We’ve lived so long under the spell of hierarchy—from god-kings to feudal lords to party bosses—that only recently have we awakened to see not only that “regular” citizens have the capacity for self-governance, but that without their engagement our huge global crises cannot be addressed. The changes needed for human society simply to survive, let alone thrive, are so profound that the only way we will move toward them is if we ourselves, regular citizens, feel meaningful ownership of solutions through direct engagement. Our problems are too big, interrelated, and pervasive to yield to directives from on high.
—Frances Moore Lappé, excerpt from Time for Progressives to Grow Up

Thursday, June 23, 2011

Thailand: “Red Power” or Money Power?

Click here to access article by Foreign Policy Journal. 

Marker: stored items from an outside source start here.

// Lock Registry - per-entity locks serializing read-modify-write sequences
//
// Locks are created on first use. Looking up or creating a slot happens under
// one short registry guard; blocking on the entity lock happens after that
// guard is released. Every caller takes the primary-id lock before the
// merged-id lock, so two rows can never wait on each other in a cycle.

use parking_lot::lock_api::ArcMutexGuard;
use parking_lot::{Mutex, RawMutex};
use std::collections::hash_map::Entry;
use std::collections::HashMap;
use std::sync::Arc;
use tracing::debug;

type KeyLock = Arc<Mutex<()>>;

#[derive(Default)]
struct LockMaps {
    by_primary: HashMap<String, KeyLock>,
    by_merged: HashMap<String, KeyLock>,
}

#[derive(Clone, Copy)]
enum KeySpace {
    Primary,
    Merged,
}

#[derive(Default)]
pub struct LockRegistry {
    maps: Mutex<LockMaps>,
}

/// Both entity locks of one row. Field order makes the merged-id guard drop
/// first, then the primary-id guard.
pub struct ScopedLock {
    _merged: ArcMutexGuard<RawMutex, ()>,
    _primary: ArcMutexGuard<RawMutex, ()>,
}

impl LockRegistry {
    pub fn new() -> Self {
        Self::default()
    }

    /// Block until this caller holds the locks for `primary` and `merged`.
    pub fn acquire(&self, primary: &str, merged: &str) -> ScopedLock {
        let primary_guard = self.slot(KeySpace::Primary, primary).lock_arc();
        let merged_guard = self.slot(KeySpace::Merged, merged).lock_arc();
        ScopedLock {
            _merged: merged_guard,
            _primary: primary_guard,
        }
    }

    /// Lock object for a key, registered on first use.
    fn slot(&self, space: KeySpace, key: &str) -> KeyLock {
        let mut maps = self.maps.lock();
        let map = match space {
            KeySpace::Primary => &mut maps.by_primary,
            KeySpace::Merged => &mut maps.by_merged,
        };
        match map.entry(key.to_string()) {
            Entry::Occupied(slot) => {
                match space {
                    KeySpace::Primary => debug!("Duplicate id {} in input", key),
                    KeySpace::Merged => debug!("Duplicate merged id {} in input", key),
                }
                Arc::clone(slot.get())
            }
            Entry::Vacant(slot) => Arc::clone(slot.insert(KeyLock::default())),
        }
    }

    /// Forget every registered key. Only call when no row is in flight.
    pub fn reset(&self) {
        let mut maps = self.maps.lock();
        maps.by_primary.clear();
        maps.by_merged.clear();
    }

    /// Number of registered keys (primary, merged).
    pub fn len(&self) -> (usize, usize) {
        let maps = self.maps.lock();
        (maps.by_primary.len(), maps.by_merged.len())
    }

    pub fn is_empty(&self) -> bool {
        self.len() == (0, 0)
    }
}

The author provides an excellent, and well documented illustration of why governments are targeted by regime change specialists from the Empire, and how their clever strategies are used to engineer acceptable regimes that are compatible with the New World Order and the requirements of neo-liberal policies.
Thailand, like Myanmar and Libya, is an example of an alternative economic system, but the existence of such alternatives systems is little known. Globalization aims to destroy such nationally-orientated experiments in the pursuit of a world system that results in a one size fits all mentality, whether it be in the type of political representation, finance, economics or culture and morality. While Thailand is far from perfect, and runs the risk of opening itself up to the blandishments of foreign investment and the IMF, it appears to have a system that is out of step with globalist demands, and is being implemented with the most idealistic of motives.